Adding an Index to Save Space


Sounds weird right, but that is exactly what has happened with a VLDB I inherited.  A third party database that I support contains 23 columns per table and 16 of those columns have a non clustered index.  That’s it, that is all there is to the table? Each month a new table is created and that month’s data is stored in its respective table.  At some point monthly tables are merged into monthly tables and that is where they stay until retention periods are met and the tables are dropped.

Prior to me taking over support of this database all the quarterly and monthly tables were in a single file group.  Since this database is rather large I created file groups based on year and moved the respective tables to their yearly file group.  I started this project in late 2010 so I stopped with the year 2009.

So what is missing with my description of the index structure above.  I stated there are 16 non clustered indexes per table and we have quarterly tables for many years worth of data.  Where is the clustered index?  Yes folks, when I took over this system there was no clustered index on any of the tables.  We are talking billions of rows of data.

In order for you to move the tables into a new file group you have to move the clustered index.  I learned a great deal working on this project regarding indexes.  One of which is that if the table is a heap, SQL Server will assign an 8 byte row identifier for the non clustered index.  In my case I created a new column and chose INT as the data type.  Remember INT is only 4 bytes.

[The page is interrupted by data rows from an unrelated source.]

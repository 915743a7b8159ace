//! Per-card depth from global progress.
//!
//! `depth = progress * (N + E) - index`.  Zero means the card has just
//! arrived at the front; positive values recede into the stack; negative
//! values have not entered yet.

/// Fractional index of the card currently arriving at the front.
pub fn active_card_float(progress: f64, card_count: usize, extension_factor: f64) -> f64 {
    progress * (card_count as f64 + extension_factor)
}

/// Signed depth of card `index`.
pub fn card_depth(progress: f64, index: usize, card_count: usize, extension_factor: f64) -> f64 {
    active_card_float(progress, card_count, extension_factor) - index as f64
}

/// Depths for every card, in index order.
pub fn all_depths(progress: f64, card_count: usize, extension_factor: f64) -> Vec<f64> {
    (0..card_count)
        .map(|i| card_depth(progress, i, card_count, extension_factor))
        .collect()
}

/// Coarse classification of a depth value, used by renderers and logs.
#[derive(Debug, Clone, Copy, PartialEq, Eq)]
pub enum DepthPhase {
    /// Below the viewport, not yet visible.
    Hidden,
    /// Sliding in from the bottom.
    Entering,
    /// Front-most, full size, crisp.
    Front,
    /// Receded into the stack.
    Receding,
    /// Held at maximum recession.
    Pinned,
    /// Last card fading out past the stack cap.
    Exiting,
    /// Last card fully gone.
    Gone,
}

impl DepthPhase {
    pub fn classify(depth: f64, stack_cap: usize, is_last: bool) -> Self {
        let cap = stack_cap as f64;
        if depth <= -1.0 {
            DepthPhase::Hidden
        } else if depth < 0.0 {
            DepthPhase::Entering
        } else if depth == 0.0 {
            DepthPhase::Front
        } else if depth < cap {
            DepthPhase::Receding
        } else if !is_last {
            DepthPhase::Pinned
        } else if depth < cap + 1.0 {
            DepthPhase::Exiting
        } else {
            DepthPhase::Gone
        }
    }

    /// Whether a card in this phase is drawn at all.
    pub fn is_visible(self) -> bool {
        !matches!(self, DepthPhase::Hidden | DepthPhase::Gone)
    }
}

#[cfg(test)]
mod tests {
    use super::*;
    use rstest::rstest;

    #[test]
    fn half_way_through_four_cards() {
        let depths = all_depths(0.5, 4, 1.0);
        assert_eq!(active_card_float(0.5, 4, 1.0), 2.5);
        assert_eq!(depths, vec![2.5, 1.5, 0.5, -0.5]);
    }

    #[test]
    fn first_card_starts_at_front() {
        assert_eq!(card_depth(0.0, 0, 4, 1.0), 0.0);
        assert_eq!(card_depth(0.0, 3, 4, 0.5), -3.0);
    }

    #[test]
    fn extension_factor_gives_room_past_last_card() {
        // At full progress the last card is E + 1 deep.
        assert_eq!(card_depth(1.0, 3, 4, 1.0), 2.0);
        assert_eq!(card_depth(1.0, 3, 4, 0.5), 1.5);
    }

    #[rstest]
    #[case(-2.0, false, DepthPhase::Hidden)]
    #[case(-1.0, false, DepthPhase::Hidden)]
    #[case(-0.5, false, DepthPhase::Entering)]
    #[case(0.0, false, DepthPhase::Front)]
    #[case(1.5, false, DepthPhase::Receding)]
    #[case(3.0, false, DepthPhase::Pinned)]
    #[case(7.0, false, DepthPhase::Pinned)]
    #[case(3.5, true, DepthPhase::Exiting)]
    #[case(4.0, true, DepthPhase::Gone)]
    fn classify(#[case] depth: f64, #[case] is_last: bool, #[case] expected: DepthPhase) {
        assert_eq!(DepthPhase::classify(depth, 3, is_last), expected);
    }
}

When I first started in development, I created a new table with the same columns as my production tables, created the new column as identity seed, created the clustered index, inserted all the data into the new table and recreated the 16 non clustered indexes.  That is all pretty basic stuff for moving data into a new file group.   Once all this was tested and verified with the vendor I created the new column on all production tables.  This was a necessity since the application uses a view with a UNION ALL across all the tables.  Only the quarterly tables have the clustered index with the identity seed column, the monthly tables contain the new column but all values are NULL.

So what happened?  I created a new table, made the column I created an identity seed, created a clustered index, filled the table full of production data, and then recreated all my non clustered indexes, which should increase the size of my database table right?  Nope.

In the example I show below the data size is the same because my production table also contains the new column but a NULL value.

So I created a clustered index, why did the size of my indexes shrink?  They should have grown right, I went from 16 non clustered indexes to a clustered index and 16 non clustered.  That is 17 indexes on the table.  Remember, before I created the clustered index the table was a heap therefore SQL assigned each row an 8 byte row identifier.  I made the 4 byte column I created late last year a clustered index.  A non clustered index also contains the row identifier.  In the case of the heap, each non clustered index contained the 8 byte row identifier that SQL Server had assigned.  I reduced the size of each non clustered index by 4 bytes.  Multiply that times millions of rows and 16 indexes per row.  It adds up quick doesn’t it?

Take a look at the chart below to see my 2010 data.  In total I reduced the size of my indexes by 8,074 MB for one year of data.  Not bad for a day’s work.